Murayama himself said "I think the initial response could have been done more quickly if we had the current crisis management system in place. I cannot bear the shame that so many people died. Every year on the morning of the 7th, I hold a silent prayer at my home."[24] He also said that "There was no crisis management response function at all. There is no excuse for the delay in launching the initial response. Yes, I am truly sorry." He stated further that there was no argument or excuse for the failure in response.[25][26]

At the time, Nobuo Ishihara [ja], who held a role in the Prime Minister's Office as the longest serving Deputy Chief Cabinet Secretary in Japanese history, said "In this unprecedented and unprecedented disaster, and with an underdeveloped legal system, who else but Murayama could become the Prime Minister? Even so, it was impossible to respond quickly."[27] On the other hand, he also said that "If you look far enough, the cause (of the lack of a system in which the Cabinet could take immediate action) was the Socialist Party.
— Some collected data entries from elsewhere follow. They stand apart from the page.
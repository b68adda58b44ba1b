//! Gild Watch - rebuild on source changes
//!
//! Features:
//! - File watching with notify (FSEvents on macOS, inotify on Linux)
//! - Watch roots taken from the executor's watch plan
//! - One spawned rebuild per affected task and change batch

pub mod session;
pub mod watcher;

pub use session::{targets, WatchSession};
pub use watcher::{ChangeKind, FileChange, FileWatcher};
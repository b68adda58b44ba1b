//! Error types shared by the graph generator and the executor

use std::path::PathBuf;
use thiserror::Error;

use crate::scheduler::RunReport;

/// Project configuration could not be loaded
#[derive(Debug, Error)]
pub enum ConfigError {
    #[error("failed to read {}: {source}", path.display())]
    Read {
        path: PathBuf,
        #[source]
        source: std::io::Error,
    },

    #[error("failed to parse {}: {source}", path.display())]
    Parse {
        path: PathBuf,
        #[source]
        source: serde_json::Error,
    },

    #[error("package.json has no `name`, cannot locate the theme directory")]
    MissingPackageName,

    #[error("no {0} configured")]
    Empty(&'static str),

    #[error("invalid {what} name {name:?}")]
    InvalidName { what: &'static str, name: String },

    #[error("theme {0:?} has no entry in `paths`")]
    MissingPaths(String),
}

/// A theme's vendor manifest is missing or malformed. Always fatal.
#[derive(Debug, Error)]
pub enum ManifestError {
    #[error("theme {theme:?}: failed to read vendor manifest {}: {source}", path.display())]
    Read {
        theme: String,
        path: PathBuf,
        #[source]
        source: std::io::Error,
    },

    #[error("theme {theme:?}: malformed vendor manifest {}: {source}", path.display())]
    Parse {
        theme: String,
        path: PathBuf,
        #[source]
        source: serde_json::Error,
    },
}

/// The generated task graph is inconsistent
#[derive(Debug, Error)]
pub enum GraphError {
    #[error("task {0:?} registered twice")]
    Duplicate(String),

    #[error("task {task:?} references unknown task {missing:?}")]
    MissingDependency { task: String, missing: String },

    #[error("dependency cycle through {0:?}")]
    Cycle(String),

    #[error("no vendor manifest loaded for theme {0:?}")]
    MissingManifest(String),

    #[error("{0} assets cannot be registered through this pipeline")]
    WrongPipeline(&'static str),
}

/// Failure while running a task
#[derive(Debug, Error)]
pub enum ExecError {
    #[error("task {0:?} is not registered")]
    UnknownTask(String),

    #[error("task {task:?} failed: {failed} did not complete")]
    Failed {
        task: String,
        failed: String,
        report: RunReport,
    },
}
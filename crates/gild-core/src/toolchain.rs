//! Toolchain - Sass compiler, CSS prefixer and JS minifier
//!
//! Sass/SCSS is compiled in-process with `grass`. Prefixing and minification
//! are delegated to external commands that read stdin and write stdout.

use anyhow::{anyhow, bail, Context, Result};
use std::io::Write;
use std::path::{Path, PathBuf};
use std::process::{Command, Stdio};

use crate::config::ToolchainConfig;

/// Compilers invoked by leaf actions
pub trait Toolchain: Send + Sync {
    /// Compile one Sass/SCSS entry file to compressed CSS
    fn compile_sass(&self, path: &Path, load_paths: &[PathBuf]) -> Result<String>;

    /// Add vendor prefixes
    fn prefix_css(&self, css: String) -> Result<String>;

    /// Minify JavaScript, keeping license comments
    fn minify_js(&self, js: String) -> Result<String>;
}

/// `grass` plus configurable external commands
#[derive(Debug, Clone, Default)]
pub struct DefaultToolchain {
    prefixer: Option<Vec<String>>,
    minifier: Vec<String>,
}

impl DefaultToolchain {
    pub fn from_config(config: &ToolchainConfig) -> Self {
        Self {
            prefixer: config.prefixer.clone(),
            minifier: config.minifier.clone(),
        }
    }
}

impl Toolchain for DefaultToolchain {
    fn compile_sass(&self, path: &Path, load_paths: &[PathBuf]) -> Result<String> {
        let mut options = grass::Options::default().style(grass::OutputStyle::Compressed);
        for load_path in load_paths {
            options = options.load_path(load_path);
        }

        grass::from_path(path, &options).map_err(|e| anyhow!("{}: {}", path.display(), e))
    }

    fn prefix_css(&self, css: String) -> Result<String> {
        match &self.prefixer {
            Some(command) => pipe_through(command, css),
            None => Ok(css),
        }
    }

    fn minify_js(&self, js: String) -> Result<String> {
        pipe_through(&self.minifier, js)
    }
}

/// Feed `input` to a command's stdin and collect its stdout
fn pipe_through(command: &[String], input: String) -> Result<String> {
    let Some((program, args)) = command.split_first() else {
        bail!("empty tool command");
    };

    let mut child = Command::new(program)
        .args(args)
        .stdin(Stdio::piped())
        .stdout(Stdio::piped())
        .stderr(Stdio::piped())
        .spawn()
        .with_context(|| format!("failed to start {}", program))?;

    // Write from another thread so a chatty tool cannot deadlock on a full pipe
    let mut stdin = child
        .stdin
        .take()
        .ok_or_else(|| anyhow!("{} has no stdin", program))?;
    let writer = std::thread::spawn(move || stdin.write_all(input.as_bytes()));

    let output = child.wait_with_output()?;
    writer
        .join()
        .map_err(|_| anyhow!("stdin writer for {} panicked", program))??;

    if !output.status.success() {
        let stderr = String::from_utf8_lossy(&output.stderr);
        bail!("{} failed: {}", program, stderr.trim());
    }

    Ok(String::from_utf8(output.stdout)?)
}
The Socialist Party continued to oppose strengthening the Cabinet's authority." Ironically, when a Prime Minister finally originated from the Socialist Party, a situation occurred where they had to manage the crisis. This was a very difficult situation. It's a story."[28]

Coalition weakness

The coalition formed by Murayama was intensely controversial.[4] A movement began inside the party urging supporters of the Hata Cabinet, including former Chairman Sadao Yamahana. At a meeting on 16 January, Banri Kaieda and others from the splinter Democratic New Party Club joined the promoters to form a new party.[29] He was scheduled to submit a notification of withdrawal from the group on 17 January. It was thought that the event would be canceled due to the earthquake that occurred that early morning, but Yamahana and others submitted a notice of withdrawal from the group in the morning of the same day.[30] The following day, 18 January, the formation of a new party was postponed, and Yamaka left the Socialist Party on 10 May.[31]

Tokyo subway sarin attack

Emergency personnel respond to the Tokyo subway sarin attack

On 20 March 1995, the Tokyo subway sarin attack occurred, the deadliest terrorist attack in Japan as defined by modern standards.[32] Murayama coordinated the response to the attack.[4] After the attack, Murayama held an emergency cabinet meeting and directed the Minister of Transportation to led the investigation and response.[33] His government created a 300-member task force which were tasked to interrogate witnesses and searched for evidence as Murayama appealed for public cooperation.[33] After the attack, he ordered all airports, railroads and ports to be on alert against any further attacks.[33] In response, Murayama made a public plea asking for individuals to come forward with evidence or knowledge of the attack.[33]

All Nippon Airways Flight hijacking

JA8146, the aircraft involved in
All Nippon Airways Flight 857 Hijacking incident on June 21, 1995

On 21 June 1995, the All Nippon Airways Flight 857 from Haneda to Hakodate was hijacked. The culprit demanded that the government release Aum Shinrikyo cult leader Shoko Asahara, who had been arrested and detained the month before.[34]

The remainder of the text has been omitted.